_EXERCISE REQUIREMENTS_. From the data that follows, copy every line with the string "other".

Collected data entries
§

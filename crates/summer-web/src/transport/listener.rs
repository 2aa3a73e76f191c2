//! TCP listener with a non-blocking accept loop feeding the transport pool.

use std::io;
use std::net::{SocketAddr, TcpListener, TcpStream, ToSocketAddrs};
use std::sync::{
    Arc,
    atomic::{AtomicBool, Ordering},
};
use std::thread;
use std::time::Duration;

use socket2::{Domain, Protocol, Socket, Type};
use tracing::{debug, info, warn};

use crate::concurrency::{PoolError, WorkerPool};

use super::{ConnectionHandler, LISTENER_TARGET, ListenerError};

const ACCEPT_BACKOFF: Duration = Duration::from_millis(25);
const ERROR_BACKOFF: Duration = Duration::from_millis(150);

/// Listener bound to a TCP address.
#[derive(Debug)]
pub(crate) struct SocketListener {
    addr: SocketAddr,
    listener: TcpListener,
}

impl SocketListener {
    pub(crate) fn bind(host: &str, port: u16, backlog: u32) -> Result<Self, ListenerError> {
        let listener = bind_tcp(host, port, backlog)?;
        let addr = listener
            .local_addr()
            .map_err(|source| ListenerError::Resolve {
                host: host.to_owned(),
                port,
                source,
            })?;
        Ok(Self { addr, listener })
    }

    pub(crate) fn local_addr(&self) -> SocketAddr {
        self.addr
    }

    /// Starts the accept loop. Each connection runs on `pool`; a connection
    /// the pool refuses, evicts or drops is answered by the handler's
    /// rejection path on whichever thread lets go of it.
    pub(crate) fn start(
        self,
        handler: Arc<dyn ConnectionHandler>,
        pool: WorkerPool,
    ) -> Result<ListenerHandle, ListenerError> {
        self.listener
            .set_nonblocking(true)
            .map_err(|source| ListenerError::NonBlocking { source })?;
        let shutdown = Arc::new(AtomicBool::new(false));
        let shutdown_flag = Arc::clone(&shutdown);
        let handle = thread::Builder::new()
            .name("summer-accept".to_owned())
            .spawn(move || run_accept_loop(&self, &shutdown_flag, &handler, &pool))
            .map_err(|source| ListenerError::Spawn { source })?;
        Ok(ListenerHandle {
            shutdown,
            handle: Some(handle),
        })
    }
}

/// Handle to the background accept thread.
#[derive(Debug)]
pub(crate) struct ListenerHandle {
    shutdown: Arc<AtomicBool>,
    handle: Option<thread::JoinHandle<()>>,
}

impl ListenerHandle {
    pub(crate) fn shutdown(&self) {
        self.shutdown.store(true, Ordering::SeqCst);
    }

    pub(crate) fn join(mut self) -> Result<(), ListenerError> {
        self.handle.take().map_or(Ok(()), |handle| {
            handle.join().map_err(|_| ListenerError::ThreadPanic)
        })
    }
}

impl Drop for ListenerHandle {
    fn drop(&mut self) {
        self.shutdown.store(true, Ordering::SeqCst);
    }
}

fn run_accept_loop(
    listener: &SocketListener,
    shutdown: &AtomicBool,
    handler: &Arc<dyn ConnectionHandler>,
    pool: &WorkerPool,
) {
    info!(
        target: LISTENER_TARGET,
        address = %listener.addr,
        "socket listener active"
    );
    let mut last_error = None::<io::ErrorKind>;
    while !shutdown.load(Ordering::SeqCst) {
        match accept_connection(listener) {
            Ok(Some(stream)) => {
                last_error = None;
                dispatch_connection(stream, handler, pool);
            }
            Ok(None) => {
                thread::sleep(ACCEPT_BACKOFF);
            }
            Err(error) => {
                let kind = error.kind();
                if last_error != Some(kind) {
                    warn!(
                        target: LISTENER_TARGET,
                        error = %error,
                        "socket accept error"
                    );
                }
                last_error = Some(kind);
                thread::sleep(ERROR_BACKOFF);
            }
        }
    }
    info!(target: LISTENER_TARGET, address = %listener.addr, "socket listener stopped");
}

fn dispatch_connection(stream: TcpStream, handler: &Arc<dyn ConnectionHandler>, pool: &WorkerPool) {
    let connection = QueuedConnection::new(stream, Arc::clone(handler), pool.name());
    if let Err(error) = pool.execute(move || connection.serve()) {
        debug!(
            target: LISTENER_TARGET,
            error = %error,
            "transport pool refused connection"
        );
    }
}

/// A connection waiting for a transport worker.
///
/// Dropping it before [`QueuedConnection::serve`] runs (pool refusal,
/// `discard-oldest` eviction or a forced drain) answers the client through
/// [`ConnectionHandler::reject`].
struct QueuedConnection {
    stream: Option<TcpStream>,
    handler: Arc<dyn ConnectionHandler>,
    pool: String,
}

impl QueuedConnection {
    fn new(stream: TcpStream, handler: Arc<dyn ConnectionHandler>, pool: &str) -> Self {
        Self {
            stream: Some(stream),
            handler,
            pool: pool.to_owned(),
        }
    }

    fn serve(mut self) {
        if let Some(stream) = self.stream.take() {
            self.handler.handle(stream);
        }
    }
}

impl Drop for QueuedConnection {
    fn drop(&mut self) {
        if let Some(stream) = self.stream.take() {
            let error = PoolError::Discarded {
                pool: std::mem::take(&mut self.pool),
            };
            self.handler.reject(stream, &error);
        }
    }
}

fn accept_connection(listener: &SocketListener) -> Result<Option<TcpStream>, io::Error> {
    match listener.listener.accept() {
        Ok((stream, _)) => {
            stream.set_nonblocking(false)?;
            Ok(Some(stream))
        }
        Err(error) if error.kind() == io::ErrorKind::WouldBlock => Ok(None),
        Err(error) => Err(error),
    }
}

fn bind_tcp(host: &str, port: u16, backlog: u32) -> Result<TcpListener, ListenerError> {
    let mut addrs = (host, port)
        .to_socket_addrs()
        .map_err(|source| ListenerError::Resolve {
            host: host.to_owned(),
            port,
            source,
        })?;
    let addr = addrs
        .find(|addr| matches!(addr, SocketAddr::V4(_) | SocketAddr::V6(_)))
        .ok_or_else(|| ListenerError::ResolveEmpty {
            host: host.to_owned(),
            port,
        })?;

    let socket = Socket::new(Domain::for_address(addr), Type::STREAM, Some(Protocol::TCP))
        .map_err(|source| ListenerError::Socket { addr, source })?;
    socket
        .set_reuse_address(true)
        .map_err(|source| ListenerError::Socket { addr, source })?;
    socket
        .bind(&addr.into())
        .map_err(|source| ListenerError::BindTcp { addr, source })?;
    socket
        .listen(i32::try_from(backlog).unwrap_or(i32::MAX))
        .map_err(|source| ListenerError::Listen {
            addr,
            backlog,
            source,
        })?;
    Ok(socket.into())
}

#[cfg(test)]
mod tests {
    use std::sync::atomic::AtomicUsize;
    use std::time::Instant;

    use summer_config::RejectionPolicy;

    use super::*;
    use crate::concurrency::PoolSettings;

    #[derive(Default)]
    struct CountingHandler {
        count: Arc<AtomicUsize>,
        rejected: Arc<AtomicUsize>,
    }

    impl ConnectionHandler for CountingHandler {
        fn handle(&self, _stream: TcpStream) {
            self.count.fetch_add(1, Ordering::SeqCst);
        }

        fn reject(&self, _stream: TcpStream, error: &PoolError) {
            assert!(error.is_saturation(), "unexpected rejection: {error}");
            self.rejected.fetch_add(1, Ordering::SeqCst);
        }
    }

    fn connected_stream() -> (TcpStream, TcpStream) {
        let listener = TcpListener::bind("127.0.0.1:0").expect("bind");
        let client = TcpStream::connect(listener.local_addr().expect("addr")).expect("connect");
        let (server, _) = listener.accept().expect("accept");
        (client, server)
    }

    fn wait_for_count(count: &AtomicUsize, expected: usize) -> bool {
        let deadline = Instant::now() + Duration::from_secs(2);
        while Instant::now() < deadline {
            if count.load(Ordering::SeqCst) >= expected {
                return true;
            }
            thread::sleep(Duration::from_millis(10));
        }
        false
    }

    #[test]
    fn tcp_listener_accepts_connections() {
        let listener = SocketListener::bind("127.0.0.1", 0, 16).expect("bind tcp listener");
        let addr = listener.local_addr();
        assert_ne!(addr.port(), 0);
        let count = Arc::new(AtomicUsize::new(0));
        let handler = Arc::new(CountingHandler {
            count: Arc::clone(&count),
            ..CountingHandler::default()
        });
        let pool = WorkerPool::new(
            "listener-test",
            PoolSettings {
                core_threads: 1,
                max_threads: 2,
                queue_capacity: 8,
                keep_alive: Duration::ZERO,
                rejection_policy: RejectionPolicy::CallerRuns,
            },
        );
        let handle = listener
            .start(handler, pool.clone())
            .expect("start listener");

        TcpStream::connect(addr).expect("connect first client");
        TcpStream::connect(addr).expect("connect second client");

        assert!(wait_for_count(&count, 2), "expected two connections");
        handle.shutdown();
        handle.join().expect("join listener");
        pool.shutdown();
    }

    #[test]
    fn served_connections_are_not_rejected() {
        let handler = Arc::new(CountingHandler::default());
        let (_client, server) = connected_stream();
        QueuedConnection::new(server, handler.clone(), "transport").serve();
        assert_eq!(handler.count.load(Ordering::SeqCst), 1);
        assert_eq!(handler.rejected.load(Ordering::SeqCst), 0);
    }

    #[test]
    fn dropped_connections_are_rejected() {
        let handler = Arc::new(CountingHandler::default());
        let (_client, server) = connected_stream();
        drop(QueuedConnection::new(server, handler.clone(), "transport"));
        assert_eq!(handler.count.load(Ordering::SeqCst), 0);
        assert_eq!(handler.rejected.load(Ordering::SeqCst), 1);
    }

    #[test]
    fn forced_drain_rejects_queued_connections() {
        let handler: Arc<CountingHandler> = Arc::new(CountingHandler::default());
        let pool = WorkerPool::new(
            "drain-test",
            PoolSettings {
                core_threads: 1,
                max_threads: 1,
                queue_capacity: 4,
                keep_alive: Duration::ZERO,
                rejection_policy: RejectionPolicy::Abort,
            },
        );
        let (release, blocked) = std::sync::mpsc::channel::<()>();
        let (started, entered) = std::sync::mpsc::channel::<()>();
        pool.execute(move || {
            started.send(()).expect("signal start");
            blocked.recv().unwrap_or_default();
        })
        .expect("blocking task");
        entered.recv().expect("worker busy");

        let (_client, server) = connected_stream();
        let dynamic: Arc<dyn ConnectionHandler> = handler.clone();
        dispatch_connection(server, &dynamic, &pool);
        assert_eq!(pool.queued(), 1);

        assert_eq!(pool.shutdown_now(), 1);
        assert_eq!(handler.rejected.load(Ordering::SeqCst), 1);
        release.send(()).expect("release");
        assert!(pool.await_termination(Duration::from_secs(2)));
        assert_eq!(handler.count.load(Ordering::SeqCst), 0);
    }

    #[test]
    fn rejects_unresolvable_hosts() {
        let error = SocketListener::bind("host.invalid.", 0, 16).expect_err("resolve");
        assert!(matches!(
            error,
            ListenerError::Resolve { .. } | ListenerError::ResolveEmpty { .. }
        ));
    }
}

§

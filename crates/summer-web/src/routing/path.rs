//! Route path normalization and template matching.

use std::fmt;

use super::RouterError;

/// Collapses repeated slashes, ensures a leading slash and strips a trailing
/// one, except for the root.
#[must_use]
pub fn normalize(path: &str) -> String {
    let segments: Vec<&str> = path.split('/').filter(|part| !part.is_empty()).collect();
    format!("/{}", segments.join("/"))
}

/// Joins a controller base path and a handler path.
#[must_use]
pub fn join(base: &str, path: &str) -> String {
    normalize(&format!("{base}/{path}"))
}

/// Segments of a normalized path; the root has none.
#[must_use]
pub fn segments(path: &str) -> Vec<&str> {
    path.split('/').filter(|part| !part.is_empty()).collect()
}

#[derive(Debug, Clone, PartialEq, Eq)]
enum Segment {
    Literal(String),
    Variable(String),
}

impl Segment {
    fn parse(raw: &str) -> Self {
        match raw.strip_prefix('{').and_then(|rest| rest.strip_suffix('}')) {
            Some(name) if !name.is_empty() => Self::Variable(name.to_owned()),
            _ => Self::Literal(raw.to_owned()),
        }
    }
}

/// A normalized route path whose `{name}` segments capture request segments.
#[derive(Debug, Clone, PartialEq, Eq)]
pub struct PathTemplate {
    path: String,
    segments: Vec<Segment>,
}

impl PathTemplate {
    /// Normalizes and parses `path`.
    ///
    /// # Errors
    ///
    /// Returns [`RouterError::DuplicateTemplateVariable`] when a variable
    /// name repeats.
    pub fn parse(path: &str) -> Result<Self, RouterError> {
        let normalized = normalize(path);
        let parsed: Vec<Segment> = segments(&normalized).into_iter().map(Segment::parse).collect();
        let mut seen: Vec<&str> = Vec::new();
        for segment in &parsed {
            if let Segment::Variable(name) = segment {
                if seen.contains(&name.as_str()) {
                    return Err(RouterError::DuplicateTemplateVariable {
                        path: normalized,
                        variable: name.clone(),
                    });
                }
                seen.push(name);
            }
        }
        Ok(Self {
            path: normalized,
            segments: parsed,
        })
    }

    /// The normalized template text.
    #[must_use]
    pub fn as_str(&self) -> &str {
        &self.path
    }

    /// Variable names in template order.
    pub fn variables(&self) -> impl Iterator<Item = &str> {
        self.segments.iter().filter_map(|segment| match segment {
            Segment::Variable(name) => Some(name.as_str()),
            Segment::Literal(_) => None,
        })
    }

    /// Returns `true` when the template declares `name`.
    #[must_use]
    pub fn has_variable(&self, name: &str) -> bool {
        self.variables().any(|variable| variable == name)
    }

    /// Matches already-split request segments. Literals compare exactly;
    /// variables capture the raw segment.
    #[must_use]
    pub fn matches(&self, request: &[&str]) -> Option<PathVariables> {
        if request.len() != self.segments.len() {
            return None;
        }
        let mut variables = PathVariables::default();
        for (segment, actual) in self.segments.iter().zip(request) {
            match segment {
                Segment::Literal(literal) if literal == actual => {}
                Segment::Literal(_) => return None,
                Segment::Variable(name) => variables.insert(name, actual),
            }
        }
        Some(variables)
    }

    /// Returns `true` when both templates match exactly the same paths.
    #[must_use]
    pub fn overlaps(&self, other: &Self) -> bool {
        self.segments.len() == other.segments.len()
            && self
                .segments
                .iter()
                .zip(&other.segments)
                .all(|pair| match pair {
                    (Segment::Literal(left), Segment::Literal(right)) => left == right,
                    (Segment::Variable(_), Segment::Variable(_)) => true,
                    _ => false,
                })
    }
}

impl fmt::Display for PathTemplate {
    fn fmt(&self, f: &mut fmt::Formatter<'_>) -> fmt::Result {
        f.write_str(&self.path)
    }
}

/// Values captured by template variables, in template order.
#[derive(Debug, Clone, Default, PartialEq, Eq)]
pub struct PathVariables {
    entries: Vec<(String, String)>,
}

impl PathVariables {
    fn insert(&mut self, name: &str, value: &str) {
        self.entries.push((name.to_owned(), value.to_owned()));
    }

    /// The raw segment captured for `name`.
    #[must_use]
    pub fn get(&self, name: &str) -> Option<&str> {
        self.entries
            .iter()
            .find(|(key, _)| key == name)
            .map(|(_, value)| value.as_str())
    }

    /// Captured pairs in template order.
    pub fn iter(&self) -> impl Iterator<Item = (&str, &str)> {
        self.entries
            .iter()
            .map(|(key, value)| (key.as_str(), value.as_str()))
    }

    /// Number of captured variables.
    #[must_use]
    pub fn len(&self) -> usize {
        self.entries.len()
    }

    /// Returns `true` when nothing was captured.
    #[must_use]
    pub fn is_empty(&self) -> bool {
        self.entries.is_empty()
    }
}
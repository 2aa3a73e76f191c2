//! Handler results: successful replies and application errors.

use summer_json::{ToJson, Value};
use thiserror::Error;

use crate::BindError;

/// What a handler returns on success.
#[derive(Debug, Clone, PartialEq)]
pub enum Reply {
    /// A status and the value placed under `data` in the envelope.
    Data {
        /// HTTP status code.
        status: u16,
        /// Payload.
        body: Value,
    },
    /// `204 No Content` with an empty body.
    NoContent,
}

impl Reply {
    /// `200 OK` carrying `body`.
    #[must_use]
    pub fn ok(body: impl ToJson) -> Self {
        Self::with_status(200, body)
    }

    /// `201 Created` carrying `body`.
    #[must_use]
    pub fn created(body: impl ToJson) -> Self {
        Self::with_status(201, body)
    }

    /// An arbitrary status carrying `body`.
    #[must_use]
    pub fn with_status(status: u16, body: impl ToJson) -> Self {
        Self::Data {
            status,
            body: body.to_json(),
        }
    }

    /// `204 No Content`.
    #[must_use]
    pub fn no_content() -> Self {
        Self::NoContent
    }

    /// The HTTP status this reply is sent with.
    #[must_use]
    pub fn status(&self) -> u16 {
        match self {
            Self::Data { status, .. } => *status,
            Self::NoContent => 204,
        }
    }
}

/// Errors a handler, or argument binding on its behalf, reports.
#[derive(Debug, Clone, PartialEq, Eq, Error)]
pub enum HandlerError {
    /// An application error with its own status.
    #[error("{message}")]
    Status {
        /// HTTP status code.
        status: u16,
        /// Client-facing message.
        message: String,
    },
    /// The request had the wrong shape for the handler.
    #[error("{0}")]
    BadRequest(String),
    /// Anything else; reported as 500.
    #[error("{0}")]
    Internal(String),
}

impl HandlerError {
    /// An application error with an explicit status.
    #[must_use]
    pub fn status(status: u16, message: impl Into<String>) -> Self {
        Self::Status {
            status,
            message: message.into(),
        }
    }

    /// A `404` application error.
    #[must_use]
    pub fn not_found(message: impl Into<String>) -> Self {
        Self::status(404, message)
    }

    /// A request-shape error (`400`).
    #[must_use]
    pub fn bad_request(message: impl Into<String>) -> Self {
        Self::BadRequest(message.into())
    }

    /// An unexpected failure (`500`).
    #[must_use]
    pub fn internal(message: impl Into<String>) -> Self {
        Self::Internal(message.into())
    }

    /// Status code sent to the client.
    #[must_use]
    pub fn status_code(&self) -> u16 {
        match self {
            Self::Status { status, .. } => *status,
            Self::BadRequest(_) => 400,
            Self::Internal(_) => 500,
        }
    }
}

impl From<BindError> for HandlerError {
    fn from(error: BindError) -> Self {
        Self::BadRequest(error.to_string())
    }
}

§

_TASK SOLUTION_.
    pub fn overlaps(&self, other: &Self) -> bool {
        self.segments.len() == other.segments.len()
                .zip(&other.segments)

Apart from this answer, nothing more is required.